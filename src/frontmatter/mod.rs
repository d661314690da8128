pub mod types;

use crate::error::{Error, Result};
use types::FrontMatter;

/// Structural marker opening and closing the YAML header.
pub const DELIMITER: &str = "---";

/// Codec between raw note content and (front matter, body).
pub struct FrontMatterCodec;

impl FrontMatterCodec {
    /// Split note content into parsed front matter and trimmed body.
    ///
    /// Content must begin with `---`; the first two markers delimit the
    /// header, everything after the second belongs to the body even if it
    /// contains further `---` sequences.
    pub fn parse(content: &str) -> Result<(FrontMatter, String)> {
        if !content.starts_with(DELIMITER) {
            return Err(Error::MalformedData("front matter not found".to_string()));
        }

        let mut parts = content.splitn(3, DELIMITER);
        parts.next();
        let header = parts.next();
        let body = parts.next();

        let (header, body) = match (header, body) {
            (Some(header), Some(body)) => (header, body),
            _ => return Err(Error::MalformedData("invalid front matter format".to_string())),
        };

        let front_matter: FrontMatter = serde_yaml::from_str(header.trim())
            .map_err(|e| Error::MalformedData(format!("failed to parse front matter: {}", e)))?;

        Ok((front_matter, body.trim().to_string()))
    }

    /// Render front matter and body back into note content:
    /// `---`, the YAML header in canonical key order, `---`, a blank
    /// line, then the body.
    pub fn serialize(front_matter: &FrontMatter, body: &str) -> Result<String> {
        let yaml = serde_yaml::to_string(front_matter)?;
        Ok(format!("---\n{}---\n\n{}", yaml, body))
    }
}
-------
#### [TASK PROMPT]
Without altering a single word, repeat the material.

#### [YOUR SOLUTION]
filename src/frontmatter/mod.rs
repository d661314690da8128
pub mod types;

use crate::error::{Error, Result};
use types::FrontMatter;

/// Structural marker opening and closing the YAML header.
pub const DELIMITER: &str = "---";

/// Codec between raw note content and (front matter, body).
pub struct FrontMatterCodec;

impl FrontMatterCodec {
    /// Split note content into parsed front matter and trimmed body.
    ///
    /// Content must begin with `---`; the first two markers delimit the
    /// header, everything after the second belongs to the body even if it
    /// contains further `---` sequences.
    pub fn parse(content: &str) -> Result<(FrontMatter, String)> {
        if !content.starts_with(DELIMITER) {
            return Err(Error::MalformedData("front matter not found".to_string()));
        }

        let mut parts = content.splitn(3, DELIMITER);
        parts.next();
        let header = parts.next();
        let body = parts.next();

        let (header, body) = match (header, body) {
            (Some(header), Some(body)) => (header, body),
            _ => return Err(Error::MalformedData("invalid front matter format".to_string())),
        };

        let front_matter: FrontMatter = serde_yaml::from_str(header.trim())
            .map_err(|e| Error::MalformedData(format!("failed to parse front matter: {}", e)))?;

        Ok((front_matter, body.trim().to_string()))
    }

    /// Render front matter and body back into note content:
    /// `---`, the YAML header in canonical key order, `---`, a blank
    /// line, then the body.
    pub fn serialize(front_matter: &FrontMatter, body: &str) -> Result<String> {
        let yaml = serde_yaml::to_string(front_matter)?;
        Ok(format!("---\n{}---\n\n{}", yaml, body))
    }
}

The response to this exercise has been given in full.